Sur mac OS j'ai trouvé deux choix : situation branché sur le secteur, ou situation batterie (oui je parle d'un portable).

Jusque là ça va, mais moi j'aimerais bien avoir la possibilité de définir trois situations:

1) Je veux que mon portable se mette en veille après un temps défini. Ca c'est le comportement normal.

2) Je veux bloquer toute mise en veille, mais!

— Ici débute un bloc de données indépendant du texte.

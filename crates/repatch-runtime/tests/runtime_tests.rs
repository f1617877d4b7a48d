use pretty_assertions::assert_eq;
use repatch_bundle::{BundleSource, PatchOptions, PatchSelection};
use repatch_core::{EventSink, ProgressEvent, StepId};
use repatch_runtime::{
    InProcessRuntime, Patcher, ProcessRuntime, RepatchConfig, Runtime, RuntimeError, RuntimeMode, WorkerParameters,
};
use repatch_split::{InProcessMerge, MergeRequest, MergeStrategy, SubprocessMerge};
use repatch_test_utils::{
    abi_module, base_module, entry_set, read_entry, sample_bundle, sample_package, sample_split_archive,
};
use std::path::{Path, PathBuf};
use std::time::Duration;

const WORKER: &str = env!("CARGO_BIN_EXE_repatch-worker");

fn parameters(dir: &Path, input: &Path) -> (WorkerParameters, PathBuf) {
    let bundle = sample_bundle(&dir.join("bundle.rpb"));
    let output = dir.join("out/app-patched.apk");
    let parameters = WorkerParameters::new("com.example.app", input, &output, dir.join("cache"))
        .with_bundle(BundleSource::new("main", bundle))
        .with_selection(
            PatchSelection::new()
                .with("main", "Rename label")
                .with("main", "Remove ads"),
        )
        .with_options(PatchOptions::new().with("main", "Rename label", "label", "Renamed".into()));
    (parameters, output)
}

fn steps(events: &[ProgressEvent]) -> Vec<ProgressEvent> {
    events
        .iter()
        .filter(|event| matches!(event, ProgressEvent::Started { .. } | ProgressEvent::Completed { .. }))
        .cloned()
        .collect()
}

#[tokio::test]
async fn in_process_session_end_to_end() {
    let dir = tempfile::tempdir().unwrap();
    let input = sample_package().write_to(&dir.path().join("app.apk"));
    let (parameters, output) = parameters(dir.path(), &input);
    let (sink, log) = EventSink::recorder();

    InProcessRuntime::new().execute(parameters, sink).await.unwrap();

    assert_eq!(
        steps(&log.snapshot()),
        vec![
            ProgressEvent::started(StepId::LoadPatches),
            ProgressEvent::completed(StepId::LoadPatches),
            ProgressEvent::started(StepId::ReadInput),
            ProgressEvent::completed(StepId::ReadInput),
            ProgressEvent::started(StepId::ExecutePatches),
            ProgressEvent::started(StepId::ExecutePatch(0)),
            ProgressEvent::completed(StepId::ExecutePatch(0)),
            ProgressEvent::started(StepId::ExecutePatch(1)),
            ProgressEvent::completed(StepId::ExecutePatch(1)),
            ProgressEvent::completed(StepId::ExecutePatches),
            ProgressEvent::started(StepId::WriteOutput),
            ProgressEvent::completed(StepId::WriteOutput),
        ]
    );
    assert_eq!(read_entry(&output, "res/values/strings.txt"), b"app_name=Renamed");
    assert!(!entry_set(&output).contains("assets/ads/banner.png"));
}

#[tokio::test]
async fn split_input_is_merged_before_patching() {
    let dir = tempfile::tempdir().unwrap();
    let input = sample_split_archive(&dir.path().join("app.apks"));
    let (parameters, output) = parameters(dir.path(), &input);
    let parameters = parameters.with_native_libs(true, vec!["arm64-v8a".to_string()]);
    let (sink, log) = EventSink::recorder();

    InProcessRuntime::new().execute(parameters, sink).await.unwrap();

    let markers = steps(&log.snapshot());
    assert!(markers.contains(&ProgressEvent::completed(StepId::PrepareSplitPackage)));
    let entries = entry_set(&output);
    assert!(entries.contains("lib/arm64-v8a/libnative.so"));
    assert!(!entries.contains("lib/x86/libnative.so"));
    assert_eq!(read_entry(&output, "res/values/strings.txt"), b"app_name=Renamed");
    assert!(!dir.path().join("cache").read_dir().unwrap().any(|entry| {
        entry.unwrap().file_name().to_string_lossy().starts_with("split-")
    }));
}

#[tokio::test]
async fn late_cancel_does_not_reach_the_next_session() {
    let dir = tempfile::tempdir().unwrap();
    let input = sample_package().write_to(&dir.path().join("app.apk"));
    let (parameters, output) = parameters(dir.path(), &input);
    let runtime = InProcessRuntime::new();

    let canceller = runtime.clone();
    let sink = EventSink::new(move |event| {
        if event == ProgressEvent::completed(StepId::WriteOutput) {
            canceller.cancel();
        }
    });
    runtime.execute(parameters.clone(), sink).await.unwrap();
    assert!(output.exists());

    std::fs::remove_file(&output).unwrap();
    runtime.execute(parameters, EventSink::discard()).await.unwrap();
    assert!(output.exists());
}

#[tokio::test]
async fn cancel_stops_an_in_process_session() {
    let dir = tempfile::tempdir().unwrap();
    let input = sample_package().write_to(&dir.path().join("app.apk"));
    let (parameters, output) = parameters(dir.path(), &input);
    let runtime = InProcessRuntime::new();

    let canceller = runtime.clone();
    let sink = EventSink::new(move |event| {
        if event == ProgressEvent::started(StepId::ReadInput) {
            canceller.cancel();
        }
    });
    let err = runtime.execute(parameters, sink).await.unwrap_err();
    assert!(matches!(err, RuntimeError::Cancelled), "{err}");
    assert!(!output.exists());
}

#[tokio::test]
async fn worker_process_session_end_to_end() {
    let dir = tempfile::tempdir().unwrap();
    let input = sample_package().write_to(&dir.path().join("app.apk"));
    let (parameters, output) = parameters(dir.path(), &input);
    let (sink, log) = EventSink::recorder();

    ProcessRuntime::new(WORKER, dir.path().join("cache"))
        .execute(parameters, sink)
        .await
        .unwrap();

    let markers = steps(&log.snapshot());
    assert_eq!(markers.first(), Some(&ProgressEvent::started(StepId::LoadPatches)));
    assert_eq!(markers.last(), Some(&ProgressEvent::completed(StepId::WriteOutput)));
    assert_eq!(read_entry(&output, "res/values/strings.txt"), b"app_name=Renamed");
}

#[tokio::test]
async fn worker_failure_carries_the_remote_trace() {
    let dir = tempfile::tempdir().unwrap();
    let input = sample_package().write_to(&dir.path().join("app.apk"));
    let output = dir.path().join("app-patched.apk");
    let parameters = WorkerParameters::new("com.example.app", &input, &output, dir.path().join("cache"))
        .with_bundle(BundleSource::new("main", dir.path().join("missing.rpb")));
    let (sink, log) = EventSink::recorder();

    let err = ProcessRuntime::new(WORKER, dir.path().join("cache"))
        .execute(parameters, sink)
        .await
        .unwrap_err();

    assert!(matches!(&err, RuntimeError::RemoteFailure(remote) if remote.error_type == "BundleError"), "{err}");
    assert!(log.snapshot().iter().any(|event| matches!(
        event,
        ProgressEvent::Failed {
            step: Some(StepId::LoadPatches),
            ..
        }
    )));
    assert!(!output.exists());
}

#[tokio::test]
async fn stale_worker_is_never_started() {
    let dir = tempfile::tempdir().unwrap();
    let input = sample_package().write_to(&dir.path().join("app.apk"));
    let (parameters, output) = parameters(dir.path(), &input);
    let (sink, log) = EventSink::recorder();

    let err = ProcessRuntime::new(WORKER, dir.path().join("cache"))
        .with_build_id("some-other-build")
        .execute(parameters, sink)
        .await
        .unwrap_err();

    assert!(
        matches!(&err, RuntimeError::StaleWorkerBuild { expected, .. } if expected == "some-other-build"),
        "{err}"
    );
    assert!(log.snapshot().is_empty());
    assert!(!output.exists());
}

#[tokio::test]
async fn worker_exiting_before_connecting_reports_its_code() {
    let dir = tempfile::tempdir().unwrap();
    let (parameters, _) = parameters(dir.path(), &dir.path().join("app.apk"));

    let err = ProcessRuntime::new("/bin/false", dir.path().join("cache"))
        .execute(parameters, EventSink::discard())
        .await
        .unwrap_err();

    assert_eq!(err.exit_code(), Some(1));
}

#[cfg(unix)]
#[tokio::test]
async fn silent_worker_times_out() {
    use std::os::unix::fs::PermissionsExt;

    let dir = tempfile::tempdir().unwrap();
    let script = dir.path().join("silent-worker");
    std::fs::write(&script, "#!/bin/sh\nexec sleep 30\n").unwrap();
    std::fs::set_permissions(&script, std::fs::Permissions::from_mode(0o755)).unwrap();
    let (parameters, _) = parameters(dir.path(), &dir.path().join("app.apk"));

    let runtime = ProcessRuntime::new(&script, dir.path().join("cache")).with_handshake_timeout(Duration::from_millis(300));
    let err = runtime.execute(parameters.clone(), EventSink::discard()).await.unwrap_err();
    assert!(matches!(err, RuntimeError::WorkerHandshakeTimeout(_)), "{err}");

    let leftover: Vec<_> = std::fs::read_dir(dir.path().join("cache"))
        .unwrap()
        .map(|entry| entry.unwrap().file_name())
        .collect();
    assert!(leftover.is_empty(), "{leftover:?}");
}

#[cfg(unix)]
#[tokio::test]
async fn cancel_during_handshake_kills_the_worker() {
    use std::os::unix::fs::PermissionsExt;

    let dir = tempfile::tempdir().unwrap();
    let script = dir.path().join("silent-worker");
    std::fs::write(&script, "#!/bin/sh\nexec sleep 30\n").unwrap();
    std::fs::set_permissions(&script, std::fs::Permissions::from_mode(0o755)).unwrap();
    let (parameters, output) = parameters(dir.path(), &dir.path().join("app.apk"));

    let runtime = ProcessRuntime::new(&script, dir.path().join("cache"));
    let session = tokio::spawn({
        let runtime = runtime.clone();
        async move { runtime.execute(parameters, EventSink::discard()).await }
    });
    tokio::time::sleep(Duration::from_millis(300)).await;
    runtime.cancel();

    let err = tokio::time::timeout(Duration::from_secs(5), session)
        .await
        .expect("cancel did not stop the handshake wait")
        .unwrap()
        .unwrap_err();
    assert!(matches!(err, RuntimeError::Cancelled), "{err}");
    assert!(!output.exists());
    assert_eq!(std::fs::read_dir(dir.path().join("cache")).unwrap().count(), 0);
}

#[tokio::test]
async fn merge_worker_lists_and_merges_modules() {
    let dir = tempfile::tempdir().unwrap();
    let modules = dir.path().join("modules");
    base_module().write_to(&modules.join("base.apk"));
    abi_module("arm64-v8a").write_to(&modules.join("split_config.arm64_v8a.apk"));
    abi_module("x86").write_to(&modules.join("split_config.x86.apk"));
    let merge = SubprocessMerge::new(WORKER, dir.path());

    let order = merge.list_order(&modules).await.unwrap();
    assert_eq!(
        order,
        vec![
            "base.apk".to_string(),
            "split_config.arm64_v8a.apk".to_string(),
            "split_config.x86.apk".to_string(),
        ]
    );
    assert_eq!(order, InProcessMerge.list_order(&modules).await.unwrap());

    let request = MergeRequest {
        modules_dir: modules,
        output: dir.path().join("merged.apk"),
        skip: ["split_config.x86.apk".to_string()].into(),
    };
    merge.merge(&request, None).await.unwrap();

    let entries = entry_set(&request.output);
    assert!(entries.contains("classes.dex"));
    assert!(entries.contains("lib/arm64-v8a/libnative.so"));
    assert!(!entries.contains("lib/x86/libnative.so"));
    assert!(!entries.contains("META-INF/BASE.RSA"));
}

#[tokio::test]
async fn merge_worker_failure_keeps_the_output_tail() {
    let dir = tempfile::tempdir().unwrap();
    let modules = dir.path().join("modules");
    std::fs::create_dir_all(&modules).unwrap();
    let merge = SubprocessMerge::new(WORKER, dir.path());

    let request = MergeRequest {
        modules_dir: modules,
        output: dir.path().join("merged.apk"),
        skip: Default::default(),
    };
    let err = merge.merge(&request, None).await.unwrap_err();
    assert!(err.to_string().contains("no modules found"), "{err}");
}

#[tokio::test]
async fn patcher_in_process_mode_end_to_end() {
    let dir = tempfile::tempdir().unwrap();
    let input = sample_package().write_to(&dir.path().join("app.apk"));
    let output = dir.path().join("app-patched.apk");
    let bundle = sample_bundle(&dir.path().join("bundle.rpb"));
    let config = RepatchConfig::default()
        .with_mode(RuntimeMode::InProcess)
        .with_cache_dir(dir.path().join("cache"));

    let patcher = Patcher::from_config(config).unwrap();
    let parameters = patcher
        .parameters("com.example.app", &input, &output)
        .with_bundle(BundleSource::new("main", bundle))
        .with_selection(PatchSelection::new().with("main", "Add banner"));

    patcher.patch(parameters, EventSink::discard()).await.unwrap();
    assert_eq!(read_entry(&output, "assets/banner.txt"), b"patched-banner");
}

#[tokio::test]
async fn patcher_reports_the_final_failure() {
    let dir = tempfile::tempdir().unwrap();
    let input = sample_package().write_to(&dir.path().join("app.apk"));
    let bundle = sample_bundle(&dir.path().join("bundle.rpb"));
    let config = RepatchConfig::default()
        .with_mode(RuntimeMode::InProcess)
        .with_cache_dir(dir.path().join("cache"));

    let patcher = Patcher::from_config(config).unwrap();
    let parameters = patcher
        .parameters("com.example.app", &input, &dir.path().join("out.apk"))
        .with_bundle(BundleSource::new("main", bundle))
        .with_selection(PatchSelection::new().with("main", "Broken"));
    let (sink, log) = EventSink::recorder();

    let err = patcher.patch(parameters, sink).await.unwrap_err();
    assert!(matches!(err, RuntimeError::PatchFailed(_)), "{err}");
    assert!(matches!(
        log.snapshot().last(),
        Some(ProgressEvent::Failed { step: None, .. })
    ));
}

J'aimerais bien quand-même qu'il affiche un écran de veille, verrouille ma session, diminue la luminosité, et pourquoi pas, si y'a pas d'activité, arrête le DD. Vous aurez compris qu'un tweak comme caféine ou jiggler ne me convient pas parce que ça bloque absolument tout.

3) Bloquer la mise en veille (comme en 2), mais pouvoir verrouiller ma session quand je m'absente (parce que je veux pas que mes collègues fouinent ou voient ce qui se trame sur mon portable..) La encore, problème avec caféine, qui semble se désactiver quand je verrouille l'écran.

Le compromis que je juge plus ou moins acceptable, c'est de programmer 1) pour la situation batterie, et 2/3) en situation branché au secteur.

On m'a suggéré d'essayer de créer des petites applis avec automator (par exemple qui me changeraient les réglages de l'économiseur d'énergie à la volée. Ca marcherait probablement, mais si jamais il y avait quelque chose de plus simple (parce que pour l'instant mes connaissances d'automator se résume à savoir qu'il existe), je suis preneur!

Merci d'avance!


----------



## wath68 (29 Février 2012)

Hello, et bienvenue.

Pour ma part, j'ai activé les coins actifs; en bas à gauche pour éteindre l'écran, et en bas à droite pour activer l'écran de veille.

Comme le mot de passe est demandé à la sortie de veille, c'est hyper rapide pour verrouiller la session sans tout mettre en veille.


----------



## Skydarking (1 Mars 2012)

Par éteindre l'écran, tu entends le "Verouiller l'écran" via la trousseau?

En effet c'est une possibilité pour obtenir mon 3), mais le 1) n'est du coup pas possible.


----------